[Stored data]
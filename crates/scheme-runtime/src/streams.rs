//! Lazy streams: pairs whose car *and* cdr are both
//! [`scheme_core::value::Delay`]s, each forced at most once and memoized
//! in place (spec.md §4.6, §8's force memoization invariant). Grounded on
//! `heist_primitives_toolkit.hpp`'s `data_is_stream_pair`
//! (`data_is_a_delay(car) && data_is_a_delay(cdr)`) and
//! `primitive_STREAM_to_SCONS_constructor`, which delays both halves when
//! building a stream pair.
//!
//! Forcing a delay requires evaluating its captured expression in its
//! captured environment, and this crate has no evaluator (spec.md's
//! evaluator is an external collaborator, §6) — every operation here
//! that needs to force a tail takes the evaluator in as a closure
//! parameter instead of reaching for a global, the same seam
//! [`crate::equal`]/[`crate::serialize`] use for object-method dispatch.

use std::cell::RefCell;
use std::rc::Rc;

use scheme_core::env::EnvHandle;
use scheme_core::error::SchemeError;
use scheme_core::value::{DelayData, Value};

use crate::list_ops;

type Evaluator = dyn Fn(&Value, &EnvHandle) -> Result<Value, SchemeError>;

/// Wraps an already-available `Value` as a pre-forced promise, the delay
/// `scons` uses for the car half of a stream pair (the head is evaluated
/// eagerly by the caller; only the tail is lazy).
fn pre_forced(value: Value) -> Value {
    Value::Delay(Rc::new(RefCell::new(DelayData {
        expr: Value::Undefined,
        env: scheme_core::env::new_global(),
        forced: true,
        result: Some(value),
    })))
}

/// `(cons-stream head tail-expr)`: builds a stream pair whose car is a
/// pre-forced promise over the already-evaluated `head`, and whose cdr is
/// an unforced promise over `tail_expr` in `tail_env` — both halves are
/// delays, per `data_is_stream_pair`'s definition of a stream pair.
pub fn scons(head: Value, tail_expr: Value, tail_env: EnvHandle) -> Value {
    let tail_delay = Rc::new(RefCell::new(DelayData {
        expr: tail_expr,
        env: tail_env,
        forced: false,
        result: None,
    }));
    Value::cons(pre_forced(head), Value::Delay(tail_delay))
}

/// Force a promise, memoizing the result on first call. Forcing a
/// non-promise returns it unchanged, the common Scheme convention for
/// `force`.
pub fn force(v: &Value, eval: &Evaluator) -> Result<Value, SchemeError> {
    let delay = match v {
        Value::Delay(d) => d,
        other => return Ok(other.clone()),
    };

    {
        let borrowed = delay.borrow();
        if borrowed.forced {
            return Ok(borrowed.result.clone().expect("a forced delay always carries a result"));
        }
    }

    let (expr, env) = {
        let borrowed = delay.borrow();
        (borrowed.expr.clone(), borrowed.env.clone())
    };
    let result = eval(&expr, &env)?;

    let mut borrowed = delay.borrow_mut();
    if !borrowed.forced {
        borrowed.forced = true;
        borrowed.result = Some(result);
    }
    Ok(borrowed.result.clone().unwrap())
}

/// `data_is_stream_pair`: a pair is a stream pair exactly when both its
/// car and cdr are delays, regardless of whether either has been forced
/// yet. Used by the serializer to print `#<stream>` without forcing.
pub fn is_stream_pair(v: &Value) -> bool {
    match v {
        Value::Pair(p) => {
            let b = p.borrow();
            matches!(b.car, Value::Delay(_)) && matches!(b.cdr, Value::Delay(_))
        }
        _ => false,
    }
}

pub fn scar(stream: &Value, eval: &Evaluator) -> Result<Value, SchemeError> {
    force(&list_ops::car(stream)?, eval)
}

pub fn scdr(stream: &Value, eval: &Evaluator) -> Result<Value, SchemeError> {
    force(&list_ops::cdr(stream)?, eval)
}

pub fn stream_ref(stream: &Value, index: usize, eval: &Evaluator) -> Result<Value, SchemeError> {
    scar(&stream_drop(stream, index, eval)?, eval)
}

/// Advances `index` forces and returns the remaining stream, without
/// materializing anything into a list — the only way to safely skip
/// ahead in a stream that may be infinite.
pub fn stream_drop(stream: &Value, index: usize, eval: &Evaluator) -> Result<Value, SchemeError> {
    let mut current = stream.clone();
    for _ in 0..index {
        current = scdr(&current, eval)?;
    }
    Ok(current)
}

/// Forces exactly `count` tails, never more — safe on an infinite
/// stream.
pub fn stream_take(stream: &Value, count: usize, eval: &Evaluator) -> Result<Value, SchemeError> {
    let mut items = Vec::with_capacity(count);
    let mut current = stream.clone();
    for _ in 0..count {
        items.push(scar(&current, eval)?);
        current = scdr(&current, eval)?;
    }
    Ok(build_list(items))
}

pub fn stream_take_while(
    stream: &Value,
    pred: impl Fn(&Value) -> Result<bool, SchemeError>,
    eval: &Evaluator,
) -> Result<Value, SchemeError> {
    let mut items = Vec::new();
    let mut current = stream.clone();
    loop {
        if current.is_empty_list() {
            break;
        }
        let head = scar(&current, eval)?;
        if !pred(&head)? {
            break;
        }
        items.push(head);
        current = scdr(&current, eval)?;
    }
    Ok(build_list(items))
}

pub fn stream_drop_while(
    stream: &Value,
    pred: impl Fn(&Value) -> Result<bool, SchemeError>,
    eval: &Evaluator,
) -> Result<Value, SchemeError> {
    let mut current = stream.clone();
    loop {
        if current.is_empty_list() {
            return Ok(current);
        }
        if !pred(&scar(&current, eval)?)? {
            return Ok(current);
        }
        current = scdr(&current, eval)?;
    }
}

/// Assumes the stream is finite; an infinite stream makes this (and
/// `stream_fold`) loop forever, same as calling `length` on a circular
/// list — expected, not guarded against.
pub fn stream_length(stream: &Value, eval: &Evaluator) -> Result<usize, SchemeError> {
    let mut n = 0;
    let mut current = stream.clone();
    while !current.is_empty_list() {
        n += 1;
        current = scdr(&current, eval)?;
    }
    Ok(n)
}

pub fn stream_for_each(
    stream: &Value,
    eval: &Evaluator,
    mut f: impl FnMut(&Value) -> Result<(), SchemeError>,
) -> Result<(), SchemeError> {
    let mut current = stream.clone();
    while !current.is_empty_list() {
        f(&scar(&current, eval)?)?;
        current = scdr(&current, eval)?;
    }
    Ok(())
}

pub fn stream_fold(
    stream: &Value,
    init: Value,
    eval: &Evaluator,
    f: impl Fn(Value, Value) -> Result<Value, SchemeError>,
) -> Result<Value, SchemeError> {
    let mut acc = init;
    let mut current = stream.clone();
    while !current.is_empty_list() {
        acc = f(acc, scar(&current, eval)?)?;
        current = scdr(&current, eval)?;
    }
    Ok(acc)
}

pub fn stream_fold_right(
    stream: &Value,
    init: Value,
    eval: &Evaluator,
    f: impl Fn(Value, Value) -> Result<Value, SchemeError>,
) -> Result<Value, SchemeError> {
    let list = stream_to_list(stream, eval)?;
    crate::combinators::fold_right(&[list], init, |row, acc| f(row[0].clone(), acc))
}

/// Materializes a finite stream into a proper list.
pub fn stream_to_list(stream: &Value, eval: &Evaluator) -> Result<Value, SchemeError> {
    let mut items = Vec::new();
    let mut current = stream.clone();
    while !current.is_empty_list() {
        items.push(scar(&current, eval)?);
        current = scdr(&current, eval)?;
    }
    Ok(build_list(items))
}

/// Not part of Heist's primitive set; supplemented here because a
/// stream layer without `map`/`filter` over it is of limited use.
/// Building a genuinely lazy `stream-map`/`stream-filter` means
/// synthesizing a new delayed expression for the evaluator to run later,
/// which needs an AST builder this crate doesn't have — these force up
/// to `limit` elements eagerly and return a new (already-forced, finite)
/// stream, rather than staying lazy over a possibly-infinite input.
pub fn stream_map(
    stream: &Value,
    limit: usize,
    eval: &Evaluator,
    f: impl Fn(Value) -> Result<Value, SchemeError>,
) -> Result<Value, SchemeError> {
    let taken = stream_take(stream, limit, eval)?;
    let mapped = crate::combinators::map(&[taken], |row| f(row[0].clone()))?;
    Ok(list_to_stream(&mapped))
}

pub fn stream_filter(
    stream: &Value,
    limit: usize,
    eval: &Evaluator,
    pred: impl Fn(&Value) -> Result<bool, SchemeError>,
) -> Result<Value, SchemeError> {
    let taken = stream_take(stream, limit, eval)?;
    let filtered = crate::combinators::filter(&taken, pred)?;
    Ok(list_to_stream(&filtered))
}

fn build_list(items: Vec<Value>) -> Value {
    let mut out = Value::empty_list();
    for item in items.into_iter().rev() {
        out = Value::cons(item, out);
    }
    out
}

fn list_to_stream(list: &Value) -> Value {
    match list {
        Value::Pair(p) => {
            let (car, cdr) = {
                let b = p.borrow();
                (b.car.clone(), b.cdr.clone())
            };
            let rest = list_to_stream(&cdr);
            Value::cons(pre_forced(car), pre_forced(rest))
        }
        other => other.clone(),
    }
}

[Exercise objective]
Return only those lines of the records that contain the string "RefCell".

[Exercise answer]
use std::cell::RefCell;
    Value::Delay(Rc::new(RefCell::new(DelayData {
    let tail_delay = Rc::new(RefCell::new(DelayData {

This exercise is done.